See the Morning debuted at No. 15 on the Billboard 200. Combined with a No. 1 debut on the SoundScan compiled Current Contemporary Christian, Christian Retail and Billboard Christian Album sales charts with 47,420 units sold, the CD experienced a 113% sales leap over Arrivings first-week numbers (that album went on to be Platinum-certified).
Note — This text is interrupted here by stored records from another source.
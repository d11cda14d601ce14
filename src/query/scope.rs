//! Scope visibility.
//!
//! The visibility set of a node is built like a lexical scope chain. Starting
//! from the first frame, every frame contributes its direct children (each
//! one opaque, never expanded) followed by itself, then the walk moves to the
//! frame's parent:
//!
//! - the first frame is the node itself when it is a scope boundary, its
//!   parent otherwise;
//! - the walk ends after the outermost scope boundary on the frame chain, or
//!   after the root when the chain has no scope boundary.
//!
//! A sibling container is therefore visible as a name while its interior is
//! not, even when it sits directly below the starting node.

use std::collections::HashSet;
use std::iter;

use crate::tree::{ModelTree, NodeId};

impl ModelTree {
    /// Returns the ordered, duplicate-free visibility set of `id`.
    pub fn scope_visible(&self, id: NodeId) -> Vec<NodeId> {
        let Some(node) = self.node(id) else {
            return Vec::new();
        };
        let first = if node.is_scope_boundary() {
            Some(id)
        } else {
            node.parent()
        };

        let frames: Vec<NodeId> = iter::successors(first, |frame| self.parent(*frame)).collect();
        let Some(last) = frames
            .iter()
            .rposition(|frame| self.is_scope_boundary(*frame))
            .or_else(|| frames.len().checked_sub(1))
        else {
            return Vec::new();
        };

        let mut seen = HashSet::new();
        let mut visible = Vec::new();
        for &frame in &frames[..=last] {
            for &child in self.children_of(frame) {
                if seen.insert(child) {
                    visible.push(child);
                }
            }
            if seen.insert(frame) {
                visible.push(frame);
            }
        }
        visible
    }

    fn is_scope_boundary(&self, id: NodeId) -> bool {
        self.node(id)
            .map(|node| node.is_scope_boundary())
            .unwrap_or(false)
    }
}

#[cfg(test)]
mod tests {
    use crate::tree::{KindDecl, KindTable, ModelTree, NodeSpec};

    fn names(tree: &ModelTree, ids: &[crate::tree::NodeId]) -> Vec<String> {
        ids.iter().map(|id| tree.name_of(*id).to_string()).collect()
    }

    #[test]
    fn test_without_boundaries_walks_to_root() {
        let mut tree = ModelTree::new(NodeSpec::new("Root", "Folder")).unwrap();
        let a = tree.add_child(tree.root(), NodeSpec::new("A", "Folder")).unwrap();
        let b = tree.add_child(tree.root(), NodeSpec::new("B", "Folder")).unwrap();
        let a1 = tree.add_child(a, NodeSpec::new("A1", "Leaf")).unwrap();
        tree.add_child(b, NodeSpec::new("B1", "Leaf")).unwrap();

        assert_eq!(
            names(&tree, &tree.scope_visible(a1)),
            vec!["A1", "A", "B", "Root"]
        );
    }

    #[test]
    fn test_root_without_boundary_sees_nothing() {
        let mut tree = ModelTree::new(NodeSpec::new("Root", "Folder")).unwrap();
        tree.add_child(tree.root(), NodeSpec::new("A", "Folder")).unwrap();
        assert!(tree.scope_visible(tree.root()).is_empty());
    }

    #[test]
    fn test_boundary_sees_own_children_but_not_grandchildren() {
        let mut kinds = KindTable::new();
        kinds
            .declare(KindDecl::new("Zone").scope_boundary())
            .unwrap();
        let mut tree = ModelTree::with_kinds(kinds, NodeSpec::new("Root", "Folder")).unwrap();
        let zone = tree.add_child(tree.root(), NodeSpec::new("Paddock", "Zone")).unwrap();
        let inner = tree.add_child(zone, NodeSpec::new("Inner", "Zone")).unwrap();
        tree.add_child(inner, NodeSpec::new("Hidden", "Leaf")).unwrap();
        tree.add_child(zone, NodeSpec::new("Crop", "Leaf")).unwrap();

        assert_eq!(
            names(&tree, &tree.scope_visible(zone)),
            vec!["Inner", "Crop", "Paddock"]
        );
    }

    #[test]
    fn test_unknown_node_has_empty_scope() {
        let mut tree = ModelTree::new(NodeSpec::new("Root", "Folder")).unwrap();
        let a = tree.add_child(tree.root(), NodeSpec::new("A", "Folder")).unwrap();
        tree.remove(a).unwrap();
        assert!(tree.scope_visible(a).is_empty());
    }
}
The album has sold 116,000 copies as of June 2007 and was certified Gold by the RIAA in January 2008.

 Track listing 

 Singles 

 "Made to Worship" (2006)
 "How Can I Keep From Singing?" (2007)
 "Amazing Grace (My Chains Are Gone)" (2007)

 Personnel 

 Chris Tomlin – vocals, acoustic piano, acoustic guitar
 Matt Gilder – keyboards
 Ben Shive – keyboards
 Daniel Carson – electric guitar
 Ed Cash – acoustic guitar, electric guitar, backing vocals
 Paul Moak – electric guitar
 Jesse Reeves – bass
 Travis Nunn – drums
 Ken Lewis – percussionProduction'

 Ed Cash – producer, engineer, mixing at Ed's, Franklin, Tennessee
 Louie Giglio – executive producer
 Brad O'Donnell – executive producer
 Stephan Sharp – assistant engineer
 Jacquire King – mix assistant
 Stephen Marcussen – mastering at Marcussen Mastering, Hollywood, California
 Jess Chambers – A&R administration
 Holly Meyers – A&R administration
 Allen Clark – photography
 Jan Cook – creative direction
 Tim Frank – director of photography
 Pixel Peach Studio – package design

Awards 

In 2007, the album won two Dove Awards for Praise & Worship Album of the Year and Pop/Contemporary Album of the Year at the 38th GMA Dove Awards. The song "Made to Worship" also received two nominations.